_Work request_: Select the lines of the records containing the word "EntityState" and list them.
***
fn write_all(conn: &Connection, pending: &[PendingWrite]) -> Result<usize, DbError> {
    let mut written = 0;
    for write in pending {
        let affected = match write.state {
            EntityState::Added => sql::insert_row(
                conn,
                write.table,
                write.key_columns,
                write.columns,
                &write.key,
                &write.values,
            )?,
            EntityState::Modified => sql::update_row(
                conn,
                write.table,
                write.key_columns,
                write.columns,
                &write.key,
                &write.values,
            )?,
            EntityState::Deleted => {
                sql::delete_row(conn, write.table, write.key_columns, &write.key)?
            }
            EntityState::Unchanged => continue,
        };
        if affected == 0 {
            return Err(DbError::StaleRow {
                table: write.table,
                key: write.key.to_string(),
            });
        }
        written += affected;
    }
    Ok(written)
}

fn downcast<E: Entity>(entity: &dyn std::any::Any) -> StoreResult<E> {
    entity.downcast_ref::<E>().cloned().ok_or_else(|| {
        StoreError::InvalidState(format!(
            "{} entry is tracked under a different entity type",
            E::TABLE
        ))
    })
}
//! Composable query predicates.
//!
//! # Invariants
//! - Values are always bound as parameters, never spliced into SQL.
//! - Column names are quoted as identifiers.
//! - `Filter::All` matches every row; an empty `Or`/`In` matches none.

use crate::session::sql::quote_ident;
use rusqlite::types::Value;

/// Binary comparison operator.
#[derive(Debug, Clone, Copy, PartialEq, Eq)]
pub enum CompareOp {
    Eq,
    Ne,
    Lt,
    Le,
    Gt,
    Ge,
}

impl CompareOp {
    fn as_sql(self) -> &'static str {
        match self {
            Self::Eq => "=",
            Self::Ne => "<>",
            Self::Lt => "<",
            Self::Le => "<=",
            Self::Gt => ">",
            Self::Ge => ">=",
        }
    }
}

/// Predicate over the columns of one entity table.
#[derive(Debug, Clone, PartialEq, Default)]
pub enum Filter {
    #[default]
    All,
    Compare {
        column: String,
        op: CompareOp,
        value: Value,
    },
    IsNull(String),
    IsNotNull(String),
    In {
        column: String,
        values: Vec<Value>,
    },
    Like {
        column: String,
        pattern: String,
    },
    And(Vec<Filter>),
    Or(Vec<Filter>),
    Not(Box<Filter>),
}

impl Filter {
    pub fn compare(column: impl Into<String>, op: CompareOp, value: impl Into<Value>) -> Self {
        Self::Compare {
            column: column.into(),
            op,
            value: value.into(),
        }
    }

    pub fn eq(column: impl Into<String>, value: impl Into<Value>) -> Self {
        Self::compare(column, CompareOp::Eq, value)
    }

    pub fn ne(column: impl Into<String>, value: impl Into<Value>) -> Self {
        Self::compare(column, CompareOp::Ne, value)
    }

    pub fn lt(column: impl Into<String>, value: impl Into<Value>) -> Self {
        Self::compare(column, CompareOp::Lt, value)
    }

    pub fn le(column: impl Into<String>, value: impl Into<Value>) -> Self {
        Self::compare(column, CompareOp::Le, value)
    }

    pub fn gt(column: impl Into<String>, value: impl Into<Value>) -> Self {
        Self::compare(column, CompareOp::Gt, value)
    }

    pub fn ge(column: impl Into<String>, value: impl Into<Value>) -> Self {
        Self::compare(column, CompareOp::Ge, value)
    }

    pub fn is_null(column: impl Into<String>) -> Self {
        Self::IsNull(column.into())
    }

    pub fn is_not_null(column: impl Into<String>) -> Self {
        Self::IsNotNull(column.into())
    }

    pub fn in_list<V: Into<Value>>(
        column: impl Into<String>,
        values: impl IntoIterator<Item = V>,
    ) -> Self {
        Self::In {
            column: column.into(),
            values: values.into_iter().map(Into::into).collect(),
        }
    }

    pub fn like(column: impl Into<String>, pattern: impl Into<String>) -> Self {
        Self::Like {
            column: column.into(),
            pattern: pattern.into(),
        }
    }

    /// Conjunction; `All` operands are absorbed.
    pub fn and(self, other: Filter) -> Self {
        match (self, other) {
            (Self::All, other) | (other, Self::All) => other,
            (Self::And(mut left), Self::And(right)) => {
                left.extend(right);
                Self::And(left)
            }
            (Self::And(mut left), other) => {
                left.push(other);
                Self::And(left)
            }
            (first, second) => Self::And(vec![first, second]),
        }
    }

    /// Disjunction; an `All` operand makes the whole filter `All`.
    pub fn or(self, other: Filter) -> Self {
        match (self, other) {
            (Self::All, _) | (_, Self::All) => Self::All,
            (Self::Or(mut left), Self::Or(right)) => {
                left.extend(right);
                Self::Or(left)
            }
            (Self::Or(mut left), other) => {
                left.push(other);
                Self::Or(left)
            }
            (first, second) => Self::Or(vec![first, second]),
        }
    }

    pub fn negate(self) -> Self {
        match self {
            Self::Not(inner) => *inner,
            other => Self::Not(Box::new(other)),
        }
    }

    /// Appends the SQL form of this filter to `sql` and its bind values to
    /// `params`, using anonymous `?` placeholders.
    pub(crate) fn render(&self, sql: &mut String, params: &mut Vec<Value>) {
        match self {
            Self::All => sql.push_str("1 = 1"),
            Self::Compare { column, op, value } => {
                sql.push_str(&format!("{} {} ?", quote_ident(column), op.as_sql()));
                params.push(value.clone());
            }
            Self::IsNull(column) => sql.push_str(&format!("{} IS NULL", quote_ident(column))),
            Self::IsNotNull(column) => {
                sql.push_str(&format!("{} IS NOT NULL", quote_ident(column)));
            }
            Self::In { column, values } => {
                if values.is_empty() {
                    sql.push_str("0 = 1");
                    return;
                }
                let placeholders = vec!["?"; values.len()].join(", ");
                sql.push_str(&format!("{} IN ({placeholders})", quote_ident(column)));
                params.extend(values.iter().cloned());
            }
            Self::Like { column, pattern } => {
                sql.push_str(&format!("{} LIKE ?", quote_ident(column)));
                params.push(Value::Text(pattern.clone()));
            }
            Self::And(filters) => render_joined(filters, " AND ", "1 = 1", sql, params),
            Self::Or(filters) => render_joined(filters, " OR ", "0 = 1", sql, params),
            Self::Not(inner) => {
                sql.push_str("NOT (");
                inner.render(sql, params);
                sql.push(')');
            }
        }
    }
}

fn render_joined(
    filters: &[Filter],
    separator: &str,
    empty: &str,
    sql: &mut String,
    params: &mut Vec<Value>,
) {
    if filters.is_empty() {
        sql.push_str(empty);
        return;
    }
    sql.push('(');
    for (index, filter) in filters.iter().enumerate() {
        if index > 0 {
            sql.push_str(separator);
        }
        filter.render(sql, params);
    }
    sql.push(')');
}
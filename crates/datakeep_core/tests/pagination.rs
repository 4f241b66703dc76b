mod common;

use common::{customer, open_uow, Customer};
use datakeep_core::{Pagination, Repository, SqliteUnitOfWork, StoreError, UnitOfWork};

fn seeded(count: i64) -> SqliteUnitOfWork {
    let uow = open_uow();
    let customers: Vec<Customer> = (1..=count)
        .map(|id| customer(id, &format!("customer-{id:02}")))
        .collect();
    uow.repository::<Customer>().insert_many(customers).unwrap();
    uow.save().unwrap();
    uow
}

fn stored_ids(uow: &SqliteUnitOfWork) -> Vec<i64> {
    uow.repository::<Customer>()
        .get_all("", true)
        .unwrap()
        .to_vec()
        .unwrap()
        .iter()
        .map(|customer| customer.id)
        .collect()
}

#[test]
fn first_page_holds_page_length_items_and_full_total() {
    let uow = seeded(25);
    let page = uow
        .repository::<Customer>()
        .paginate(Pagination::new(1, 10))
        .unwrap();

    assert_eq!(page.total_items, 25);
    assert_eq!(page.items.len(), 10);
    assert_eq!(page.items.first().map(|c| c.id), Some(1));
    assert_eq!(page.total_pages(), 3);
    assert!(page.has_next_page());
}

#[test]
fn last_partial_page_and_pages_past_the_end() {
    let uow = seeded(25);
    let customers = uow.repository::<Customer>();

    let last = customers.paginate(Pagination::new(3, 10)).unwrap();
    let ids: Vec<i64> = last.items.iter().map(|c| c.id).collect();
    assert_eq!(ids, (21..=25).collect::<Vec<_>>());
    assert!(!last.has_next_page());

    let beyond = customers.paginate(Pagination::new(4, 10)).unwrap();
    assert!(beyond.items.is_empty());
    assert_eq!(beyond.total_items, 25);
}

#[test]
fn short_collections_fit_on_one_page() {
    let uow = seeded(4);
    let page = uow
        .repository::<Customer>()
        .paginate(Pagination::new(1, 10))
        .unwrap();
    assert_eq!(page.total_items, 4);
    assert_eq!(page.items.len(), 4);
    assert_eq!(page.total_pages(), 1);
}

#[test]
fn pages_are_disjoint_and_follow_key_order() {
    let uow = seeded(12);
    let customers = uow.repository::<Customer>();

    let mut collected = Vec::new();
    for page in 1..=3 {
        let result = customers.paginate(Pagination::new(page, 5)).unwrap();
        collected.extend(result.items.into_iter().map(|c| c.id));
    }
    assert_eq!(collected, stored_ids(&uow));
    assert_eq!(collected, (1..=12).collect::<Vec<_>>());
}

#[test]
fn zero_page_or_zero_length_is_rejected() {
    let uow = seeded(3);
    let customers = uow.repository::<Customer>();

    assert!(matches!(
        customers.paginate(Pagination::new(0, 10)),
        Err(StoreError::InvalidArgument(_))
    ));
    assert!(matches!(
        customers.paginate(Pagination::new(1, 0)),
        Err(StoreError::InvalidArgument(_))
    ));
}

#[test]
fn pagination_does_not_track_results() {
    let conn = common::migrated_connection();
    conn.execute_batch("INSERT INTO customers (id, name) VALUES (1, 'Ada'), (2, 'Grace');")
        .unwrap();
    let uow = SqliteUnitOfWork::new(conn);

    let page = uow
        .repository::<Customer>()
        .paginate(Pagination::new(1, 10))
        .unwrap();
    assert_eq!(page.items.len(), 2);
    assert!(uow.session().entries().is_empty());
}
***
_Written answer_:
            EntityState::Added => sql::insert_row(
            EntityState::Modified => sql::update_row(
            EntityState::Deleted => {
            EntityState::Unchanged => continue,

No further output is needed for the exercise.